WARNING: DISTRESSING CONTENT: The savage murder of a young woman on her way home from a night out had all the hallmarks of an attack by a male serial killer – two years later the truth was revealed
Detectives investigating a brutal murder of an 18-year-old were convinced her grievous wounds could only have been caused by an adult male attacker. The truth, when it eventually emerged, shocked them to the core.
It was a warm night in June 1992 when Katie Rackliff left Ragamuffins nightclub in Camberley and began walking home. But the trainee hairdresser would never see her home again.
A complete stranger pounced on her, and stabbed her multiple times with a six-inch-long knife. Among the total of 32 stab wounds were several to her genitals as well as her ribs and heart.
Some of the knife blows that Katie had suffered had gone straight through her body. The Diary of Madmen and Monsters podcast recently covered the horrifying case, with its host Martin explaining how “police suspected a male serial killer”.
Some of Katie’s jewellery had been stolen and some clothing had been torn from her body in a way that implied some sexual motive – although there was no evidence of a sexual assault.
For two years the horrific crime went unsolved, until the killer struck again. A 13-year-old pupil at Camberly’s Collingwood College Comprehensive was attacked by a knife-wielding classmate in June 1994, almost two years to the day after Katie’s murder.
The attacker, Sharon Carr, “was smiling and appeared happy” as she stabbed her classmate in the back, puncturing her lung. After fellow-students intervened, Carr ran out of the school but did not return home and was found hiding on the school grounds by police the following day.
Carr told arresting officers that she enjoyed stabbing cats and had beheaded a dog. But a much darker confession were to emerge after she was sent to Bullwood Hall young offenders’ institution in Essex.
Carr had ended up there after perpetrating several serious assaults on staff and other inmates at other institutions. It was at Bullwood Hall that Carr began boasting about having killed Katie.
Diaries written by Carr included graphic descriptions of her crimes, and claimed that murder was a “turn-on” for her.
She wrote: ” I am a killer. Killing is my business – and business is good.” Another diary entry read: ”I was born to be a murderer. Killing for me is a mass turn-on and it just makes me so high I never want to come down. Every night I see the Devil in my dreams – sometimes even in my mirror, but I realise it was just me.”
While there was no hard evidence linking Carr to the 1992 murder, her knowledge of details about the crime that had never been made public convinced detectives that they had finally found Katie’s killer.
Detective Sergeant Paul Clements, who had interviewed Carr said afterwards that he was shocked by her complete lack of remorse. “It was almost as if she was in another world,” he said.

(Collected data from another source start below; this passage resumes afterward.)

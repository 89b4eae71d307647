//! S3-compatible object store (AWS S3, MinIO, LocalStack).
//!
//! Uses path-style addressing with static credentials so object URLs stay
//! `<scheme>://<endpoint>/<bucket>/<key>`. Each SDK call is bounded by the
//! configured storage timeout.

use async_trait::async_trait;
use aws_sdk_s3::error::DisplayErrorContext;
use aws_sdk_s3::primitives::ByteStream;
use aws_sdk_s3::types::{BucketLocationConstraint, CreateBucketConfiguration};
use aws_sdk_s3::Client;
use bytes::Bytes;
use std::future::Future;
use std::time::{Duration, Instant};
use tokio::sync::OnceCell;

use super::{generate_object_key, object_key_from_url, object_url, ObjectStore, StorageError};
use crate::config::StorageConfig;
use crate::constants::DEFAULT_S3_REGION;
use crate::metrics::Metrics;

pub struct S3ObjectStore {
    client: Client,
    bucket: String,
    region: String,
    base_url: String,
    key_prefix: String,
    timeout: Duration,
    /// Set once the bucket and its public-read policy are known to exist
    bucket_ready: OnceCell<()>,
}

impl std::fmt::Debug for S3ObjectStore {
    fn fmt(&self, f: &mut std::fmt::Formatter<'_>) -> std::fmt::Result {
        f.debug_struct("S3ObjectStore")
            .field("bucket", &self.bucket)
            .field("base_url", &self.base_url)
            .field("timeout", &self.timeout)
            .finish_non_exhaustive()
    }
}

/// Anonymous read access to every object in `bucket`
pub fn public_read_policy(bucket: &str) -> String {
    serde_json::json!({
        "Version": "2012-10-17",
        "Statement": [{
            "Effect": "Allow",
            "Principal": "*",
            "Action": ["s3:GetObject"],
            "Resource": [format!("arn:aws:s3:::{}/*", bucket)]
        }]
    })
    .to_string()
}

fn backend_error<E>(context: &str, err: E) -> StorageError
where
    E: std::error::Error,
{
    StorageError::Backend(format!("{}: {}", context, DisplayErrorContext(&err)))
}

impl S3ObjectStore {
    pub async fn connect(config: &StorageConfig) -> Result<Self, StorageError> {
        if config.bucket.is_empty() {
            return Err(StorageError::Backend(
                "S3 bucket name cannot be empty".to_string(),
            ));
        }

        let sdk_config = aws_config::defaults(aws_config::BehaviorVersion::latest())
            .endpoint_url(config.endpoint_url())
            .region(aws_config::Region::new(config.region.clone()))
            .credentials_provider(aws_credential_types::Credentials::new(
                config.access_key.clone(),
                config.secret_key.clone(),
                None,
                None,
                "vixel-static",
            ))
            .load()
            .await;

        let s3_config = aws_sdk_s3::config::Builder::from(&sdk_config)
            .force_path_style(true)
            .build();

        tracing::info!(
            endpoint = %config.endpoint_url(),
            bucket = %config.bucket,
            "S3 object store configured"
        );

        Ok(Self {
            client: Client::from_conf(s3_config),
            bucket: config.bucket.clone(),
            region: config.region.clone(),
            base_url: config.base_url(),
            key_prefix: config.key_prefix.clone(),
            timeout: config.operation_timeout(),
            bucket_ready: OnceCell::new(),
        })
    }

    pub fn base_url(&self) -> &str {
        &self.base_url
    }

    async fn timed<T, F>(&self, operation: &'static str, fut: F) -> Result<T, StorageError>
    where
        F: Future<Output = Result<T, StorageError>>,
    {
        let started = Instant::now();
        let result = match tokio::time::timeout(self.timeout, fut).await {
            Ok(result) => result,
            Err(_) => Err(StorageError::Timeout {
                operation,
                secs: self.timeout.as_secs(),
            }),
        };
        Metrics::global().record_storage(operation, result.is_ok(), started);
        result
    }

    async fn ensure_bucket(&self) -> Result<(), StorageError> {
        self.bucket_ready
            .get_or_try_init(|| async {
                self.timed("provision", self.provision_bucket()).await
            })
            .await
            .map(|_| ())
    }

    async fn provision_bucket(&self) -> Result<(), StorageError> {
        let exists = self
            .client
            .head_bucket()
            .bucket(&self.bucket)
            .send()
            .await
            .is_ok();

        if !exists {
            let mut request = self.client.create_bucket().bucket(&self.bucket);
            if self.region != DEFAULT_S3_REGION {
                request = request.create_bucket_configuration(
                    CreateBucketConfiguration::builder()
                        .location_constraint(BucketLocationConstraint::from(self.region.as_str()))
                        .build(),
                );
            }
            if let Err(e) = request.send().await {
                // Another instance may have created it in the meantime
                let now_exists = self
                    .client
                    .head_bucket()
                    .bucket(&self.bucket)
                    .send()
                    .await
                    .is_ok();
                if !now_exists {
                    return Err(backend_error("create bucket", e));
                }
            } else {
                tracing::info!(bucket = %self.bucket, "Created bucket");
            }
        }

        self.client
            .put_bucket_policy()
            .bucket(&self.bucket)
            .policy(public_read_policy(&self.bucket))
            .send()
            .await
            .map_err(|e| backend_error("put bucket policy", e))?;

        tracing::debug!(bucket = %self.bucket, "Bucket ready with public-read policy");
        Ok(())
    }
}

#[async_trait]
impl ObjectStore for S3ObjectStore {
    async fn fetch(&self, url: &str, max_bytes: usize) -> Result<Bytes, StorageError> {
        let key = object_key_from_url(&self.base_url, url)?;

        self.timed("fetch", async {
            let response = self
                .client
                .get_object()
                .bucket(&self.bucket)
                .key(&key)
                .send()
                .await
                .map_err(|e| {
                    if e.as_service_error().map(|se| se.is_no_such_key()) == Some(true) {
                        StorageError::NotFound(key.clone())
                    } else {
                        backend_error("get object", e)
                    }
                })?;

            if let Some(size) = response.content_length() {
                if size > max_bytes as i64 {
                    return Err(StorageError::TooLarge {
                        key: key.clone(),
                        size: size as u64,
                        limit: max_bytes,
                    });
                }
            }

            let data = response
                .body
                .collect()
                .await
                .map_err(|e| backend_error("read object body", e))?
                .into_bytes();

            // Content-Length may be absent or wrong
            if data.len() > max_bytes {
                return Err(StorageError::TooLarge {
                    key: key.clone(),
                    size: data.len() as u64,
                    limit: max_bytes,
                });
            }
            Ok(data)
        })
        .await
    }

    async fn store(&self, data: Bytes, content_type: &str) -> Result<String, StorageError> {
        self.ensure_bucket().await?;

        let key = generate_object_key(&self.key_prefix);
        let size = data.len();

        self.timed("store", async {
            self.client
                .put_object()
                .bucket(&self.bucket)
                .key(&key)
                .content_type(content_type)
                .body(ByteStream::from(data))
                .send()
                .await
                .map_err(|e| backend_error("put object", e))
        })
        .await?;

        let url = object_url(&self.base_url, &key);
        tracing::debug!(url = %url, size, content_type, "Stored object");
        Ok(url)
    }

    async fn delete(&self, url: &str) -> Result<(), StorageError> {
        let key = object_key_from_url(&self.base_url, url)?;

        self.timed("delete", async {
            self.client
                .delete_object()
                .bucket(&self.bucket)
                .key(&key)
                .send()
                .await
                .map_err(|e| backend_error("delete object", e))
        })
        .await?;

        tracing::debug!(url = %url, "Deleted object");
        Ok(())
    }
}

“What sticks in my mind about talking to her was the coldness. Most people that you interview show some feeling as to why they have done what they have done. But with her there was a complete absence of emotion and reason.”
Carr was convicted of murder after a month-long trial at Winchester Crown Court in 1997, and sentenced to life in prison with a minimum of 14 years.
Four years after Katie’s murder, Carr described the moment of her victim’s death in her diary. She wrote: “I bring the knife into her chest. Her eyes are closing. She is pleading with me so I bring the knife to her again and again. I don’t want to hurt her but I need to do violence to her … I need to overcome her beauty, her serenity, her security.
“There I see her face when she died. I know she feels her life being slowly drawn from her and I hear her gasp. I guess she was trying to breathe. The air stops in the back of her throat. I know all her life her breathing has worked, but it does not now. And I am joyful.”
In another diary entry, she wrote: “I wish I could kill you again. I promise I’d make you suffer more. Your terrified screams turn me on.”
Despite appeals, Carr, who is now in her forties, remains at HMP Bronzefield, in south-west London. She is still considered too dangerous to be released.
She was denied permission to seek a judicial review after a judge was told that she fantasised about murdering another inmate.
Carr was described as “extremely dangerous” when she was sentenced. Judge Mr Justice Scott Baker told her: “It is apparent both from the brutal manner in which you mutilated her body and chilling entries in your diary, that killing, as you put it, turns you on.”
After she was jailed, criminal psychologist Gordon Tressler said the case was difficult to understand because it involved a child killing an adult. “She is clearly prepared to kill without an adequate motive,” he said. “That makes her conduct very unpredictable and very dangerous.”